**Input for this task**
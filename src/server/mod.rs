//! HTTP API and push channel.
//!
//! A static route table under `/api/medialibrary` plus a Server-Sent Events
//! stream that relays every [`NotificationEvent`](crate::services::notifier::NotificationEvent).
//! TMDB credentials are managed under `/api/settings`.

pub mod routes;

use crate::core::coordinator::ScanCoordinator;
use crate::core::store::MediaRecordStore;
use crate::models::config::{ConfigStore, SettingsStore};
use crate::services::notifier::NotificationSink;
use axum::http::StatusCode;
use axum::response::{IntoResponse, Response};
use axum::routing::{get, post};
use axum::{Json, Router};
use serde_json::json;
use std::net::SocketAddr;
use std::sync::Arc;
use tokio_util::sync::CancellationToken;
use tower_http::cors::{Any, CorsLayer};
use tower_http::trace::TraceLayer;

/// State shared by all handlers.
#[derive(Debug, Clone)]
pub struct AppContext {
    pub coordinator: Arc<ScanCoordinator>,
    pub store: Arc<MediaRecordStore>,
    pub sink: Arc<NotificationSink>,
    pub config: Arc<ConfigStore>,
    pub settings: Arc<SettingsStore>,
}

impl AppContext {
    pub fn new(coordinator: Arc<ScanCoordinator>, settings: Arc<SettingsStore>) -> Self {
        Self {
            store: Arc::clone(coordinator.store()),
            sink: Arc::clone(coordinator.sink()),
            config: Arc::clone(coordinator.config()),
            coordinator,
            settings,
        }
    }
}

/// Handler error rendered as `{"message": ...}`.
#[derive(Debug)]
pub struct ApiError {
    status: StatusCode,
    message: String,
}

impl ApiError {
    pub fn bad_request(message: impl Into<String>) -> Self {
        Self {
            status: StatusCode::BAD_REQUEST,
            message: message.into(),
        }
    }

    pub fn not_found(message: impl Into<String>) -> Self {
        Self {
            status: StatusCode::NOT_FOUND,
            message: message.into(),
        }
    }
}

impl From<crate::Error> for ApiError {
    fn from(e: crate::Error) -> Self {
        let status = match &e {
            crate::Error::InvalidConfig(_) => StatusCode::BAD_REQUEST,
            crate::Error::PathNotFound(_) => StatusCode::NOT_FOUND,
            _ => StatusCode::INTERNAL_SERVER_ERROR,
        };
        Self {
            status,
            message: e.to_string(),
        }
    }
}

impl IntoResponse for ApiError {
    fn into_response(self) -> Response {
        if self.status.is_server_error() {
            tracing::error!(status = %self.status, error = %self.message, "Server error in API handler");
        }
        (self.status, Json(json!({ "message": self.message }))).into_response()
    }
}

/// Build the application router.
pub fn create_router(ctx: AppContext) -> Router {
    let cors = CorsLayer::new()
        .allow_origin(Any)
        .allow_methods(Any)
        .allow_headers(Any);

    let api = Router::new()
        .route(
            "/config",
            get(routes::get_config)
                .put(routes::update_config)
                .post(routes::update_config),
        )
        .route("/files", get(routes::list_files))
        .route("/files/process", post(routes::process_file))
        .route("/scan", post(routes::start_scan))
        .route("/scan/cancel", post(routes::cancel_scan))
        .route("/scan/status", get(routes::scan_status))
        .route("/initialize", post(routes::initialize))
        .route("/image", get(routes::get_image))
        .route("/events", get(routes::events));

    let settings = Router::new()
        .route(
            "/tmdb",
            get(routes::get_tmdb_settings).post(routes::save_tmdb_settings),
        )
        .route("/tmdb/test", post(routes::test_tmdb_settings));

    Router::new()
        .route("/health", get(routes::health))
        .nest("/api/medialibrary", api)
        .nest("/api/settings", settings)
        .layer(TraceLayer::new_for_http())
        .layer(cors)
        .with_state(ctx)
}

/// Serve the API on `addr` until `cancel` fires.
pub async fn serve(ctx: AppContext, addr: SocketAddr, cancel: CancellationToken) -> crate::Result<()> {
    let listener = tokio::net::TcpListener::bind(addr).await?;
    tracing::info!("Media library API listening on http://{}", addr);

    axum::serve(listener, create_router(ctx))
        .with_graceful_shutdown(async move { cancel.cancelled().await })
        .await?;

    tracing::info!("Media library API stopped");
    Ok(())
}
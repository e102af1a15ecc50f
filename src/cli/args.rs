//! Command line argument definitions.

use clap::{Parser, Subcommand};
use std::path::PathBuf;

/// Media Library - Scan video folders and enrich them with TMDB metadata
#[derive(Parser, Debug)]
#[command(name = "media-library")]
#[command(author, version, about, long_about = None)]
pub struct Cli {
    /// Enable verbose output
    #[arg(short, long, global = true)]
    pub verbose: bool,

    /// Skip preflight checks
    #[arg(long, global = true)]
    pub skip_preflight: bool,

    /// Configuration directory (defaults to the user config dir)
    #[arg(long, global = true, value_name = "DIR")]
    pub config_dir: Option<PathBuf>,

    #[command(subcommand)]
    pub command: Commands,
}

#[derive(Subcommand, Debug)]
pub enum Commands {
    /// Run the HTTP API with background auto-scan
    Serve {
        /// Address to bind (overrides settings.toml)
        #[arg(long)]
        host: Option<String>,

        /// Port to bind (overrides settings.toml)
        #[arg(short, long)]
        port: Option<u16>,
    },

    /// Scan all library paths once in the foreground
    Scan,

    /// Enrich a single video file
    Process {
        /// Path to the video file
        #[arg(value_name = "FILE")]
        file: PathBuf,
    },

    /// Show or change the library configuration
    Config {
        #[command(subcommand)]
        action: ConfigAction,
    },
}

#[derive(Subcommand, Debug)]
pub enum ConfigAction {
    /// Print the current configuration
    Show,

    /// Add a library path
    AddPath {
        /// Directory containing videos
        #[arg(value_name = "PATH")]
        path: PathBuf,
    },

    /// Remove a library path
    RemovePath {
        /// Previously added directory
        #[arg(value_name = "PATH")]
        path: PathBuf,
    },

    /// Change scan settings
    Set {
        /// Enable or disable periodic scans
        #[arg(long)]
        auto_scan: Option<bool>,

        /// Minutes between periodic scans
        #[arg(long, value_name = "MINUTES")]
        interval: Option<u64>,

        /// Enable or disable UI notifications
        #[arg(long)]
        notifications: Option<bool>,
    },
}

#[cfg(test)]
mod tests {
    use super::*;
    use clap::CommandFactory;

    #[test]
    fn test_cli_definition() {
        Cli::command().debug_assert();
    }

    #[test]
    fn test_parse_config_set() {
        let cli = Cli::parse_from([
            "media-library",
            "--config-dir",
            "/tmp/ml",
            "config",
            "set",
            "--auto-scan",
            "true",
            "--interval",
            "30",
        ]);
        assert_eq!(cli.config_dir, Some(PathBuf::from("/tmp/ml")));
        match cli.command {
            Commands::Config {
                action:
                    ConfigAction::Set {
                        auto_scan,
                        interval,
                        notifications,
                    },
            } => {
                assert_eq!(auto_scan, Some(true));
                assert_eq!(interval, Some(30));
                assert_eq!(notifications, None);
            }
            other => panic!("unexpected command: {:?}", other),
        }
    }
}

**Directions for this task**
Show, from the records above, every line that includes "files".

**Answer to this task**
        .route("/files", get(routes::list_files))
        .route("/files/process", post(routes::process_file))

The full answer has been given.